Work instructions: I need the number of lines in the data that contain the word "local", and nothing beyond it.

Stored data:
-----

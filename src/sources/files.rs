//! JSON-file backed sources
//!
//! Offline ingestion path: a document with a `prices` or `companies` array
//! whose rows use the same wire field names as the HTTP feeds. An unreadable
//! or malformed file is a fatal source error (nothing gets written), while
//! bad individual rows are left for the loader's per-row validation.

use crate::error::{AppError, Result};
use crate::sources::{CompanySource, PriceSource};
use async_trait::async_trait;
use serde_json::Value;
use std::path::{Path, PathBuf};

fn read_array(path: &Path, key: &str) -> Result<Vec<Value>> {
    let content = std::fs::read_to_string(path).map_err(|e| {
        AppError::Source(format!("Cannot read source file {}: {}", path.display(), e))
    })?;

    let document: Value = serde_json::from_str(&content).map_err(|e| {
        AppError::Source(format!("Malformed JSON in {}: {}", path.display(), e))
    })?;

    match document.get(key) {
        Some(Value::Array(rows)) => Ok(rows.clone()),
        Some(_) => Err(AppError::Source(format!(
            "Expected '{}' to be an array in {}",
            key,
            path.display()
        ))),
        None => Err(AppError::Source(format!(
            "Missing '{}' array in {}",
            key,
            path.display()
        ))),
    }
}

/// Price feed read from a local JSON file (`{"prices": [...]}`).
pub struct JsonPriceFile {
    path: PathBuf,
}

impl JsonPriceFile {
    pub fn new(path: impl Into<PathBuf>) -> Self {
        Self { path: path.into() }
    }
}

#[async_trait]
impl PriceSource for JsonPriceFile {
    fn describe(&self) -> String {
        format!("file {}", self.path.display())
    }

    async fn fetch_prices(&self) -> Result<Vec<Value>> {
        read_array(&self.path, "prices")
    }
}

/// Company feed read from a local JSON file (`{"companies": [...]}`).
pub struct JsonCompanyFile {
    path: PathBuf,
}

impl JsonCompanyFile {
    pub fn new(path: impl Into<PathBuf>) -> Self {
        Self { path: path.into() }
    }
}

#[async_trait]
impl CompanySource for JsonCompanyFile {
    fn describe(&self) -> String {
        format!("file {}", self.path.display())
    }

    async fn fetch_companies(&self) -> Result<Vec<Value>> {
        read_array(&self.path, "companies")
    }
}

-----

Worked solution: 2